### ASSIGNMENT
All lines from the one with "relation lint together." through the final line below are to be reproduced exactly; omit the others.

Stored entries:
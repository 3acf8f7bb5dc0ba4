//! # Relations Subcommand
//!
//! Referential integrity of the anatomy index bundle at its well-known path.

use std::path::Path;

use anatomy_core::Report;
use anyhow::{Context, Result};

use anatomy_relations::{check_file, DEFAULT_BUNDLE_PATH};

/// Check `data/bundles/anatomy_3d_index.json` under `work_dir`.
///
/// # Errors
///
/// Fails if the bundle is missing or is not valid JSON.
pub fn relations_report(work_dir: &Path) -> Result<Report> {
    let bundle_path = work_dir.join(DEFAULT_BUNDLE_PATH);
    let findings = check_file(&bundle_path).context("relation check aborted")?;

    tracing::info!(
        duplicates = findings.duplicates.len(),
        missing = findings.missing.len(),
        "relation check finished"
    );
    Ok(findings.to_report())
}

/// Execute `anatomy relations`.
pub fn run_relations(work_dir: &Path) -> Result<u8> {
    let report = relations_report(work_dir)?;
    crate::print_report(&report);
    Ok(report.exit_code())
}
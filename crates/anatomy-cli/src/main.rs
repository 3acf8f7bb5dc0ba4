//! # anatomy CLI entry point
//!
//! Parses command-line arguments and dispatches to subcommand handlers.

use std::path::PathBuf;
use std::process::ExitCode;

use clap::{Parser, Subcommand};
use tracing_subscriber::EnvFilter;

use anatomy_cli::check::{run_check, CheckArgs};
use anatomy_cli::relations::run_relations;
use anatomy_cli::validate::{run_validate, ValidateArgs};

/// Anatomy bundle validator.
///
/// Checks the JSON knowledge bundle behind the 3D anatomy viewer: schema
/// conformance of every data file and referential integrity of the
/// anatomy index.
#[derive(Parser, Debug)]
#[command(name = "anatomy", version, about, long_about = None)]
struct Cli {
    /// Enable verbose output. Repeat for more verbosity (-v, -vv, -vvv).
    #[arg(short, long, action = clap::ArgAction::Count, global = true)]
    verbose: u8,

    #[command(subcommand)]
    command: Commands,
}

#[derive(Subcommand, Debug)]
enum Commands {
    /// Validate bundled JSON files against a JSON schema.
    Validate(ValidateArgs),

    /// Lint anatomy_3d_index.json relations for missing or duplicate ids.
    Relations,

    /// Run schema validation and the relation lint together.
    Check(CheckArgs),
}

fn main() -> ExitCode {
    let cli = Cli::parse();

    let filter = match cli.verbose {
        0 => EnvFilter::new("warn"),
        1 => EnvFilter::new("info"),
        2 => EnvFilter::new("debug"),
        _ => EnvFilter::new("trace"),
    };

    // stdout carries the report; logs go to stderr.
    tracing_subscriber::fmt()
        .with_env_filter(filter)
        .with_target(false)
        .with_writer(std::io::stderr)
        .init();

    let work_dir = std::env::current_dir().unwrap_or_else(|_| PathBuf::from("."));
    tracing::debug!(work_dir = %work_dir.display(), "starting");

    let result = match cli.command {
        Commands::Validate(args) => run_validate(&args),
        Commands::Relations => run_relations(&work_dir),
        Commands::Check(args) => run_check(&args, &work_dir),
    };

    match result {
        Ok(code) => ExitCode::from(code),
        Err(e) => {
            tracing::error!("{e:#}");
            ExitCode::from(1)
        }
    }
}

### WRITTEN RESPONSE
    /// Run schema validation and the relation lint together.
    Check(CheckArgs),
}

fn main() -> ExitCode {
    let cli = Cli::parse();

    let filter = match cli.verbose {
        0 => EnvFilter::new("warn"),
        1 => EnvFilter::new("info"),
        2 => EnvFilter::new("debug"),
        _ => EnvFilter::new("trace"),
    };

    // stdout carries the report; logs go to stderr.
    tracing_subscriber::fmt()
        .with_env_filter(filter)
        .with_target(false)
        .with_writer(std::io::stderr)
        .init();

    let work_dir = std::env::current_dir().unwrap_or_else(|_| PathBuf::from("."));
    tracing::debug!(work_dir = %work_dir.display(), "starting");

    let result = match cli.command {
        Commands::Validate(args) => run_validate(&args),
        Commands::Relations => run_relations(&work_dir),
        Commands::Check(args) => run_check(&args, &work_dir),
    };

    match result {
        Ok(code) => ExitCode::from(code),
        Err(e) => {
            tracing::error!("{e:#}");
            ExitCode::from(1)
        }
    }
}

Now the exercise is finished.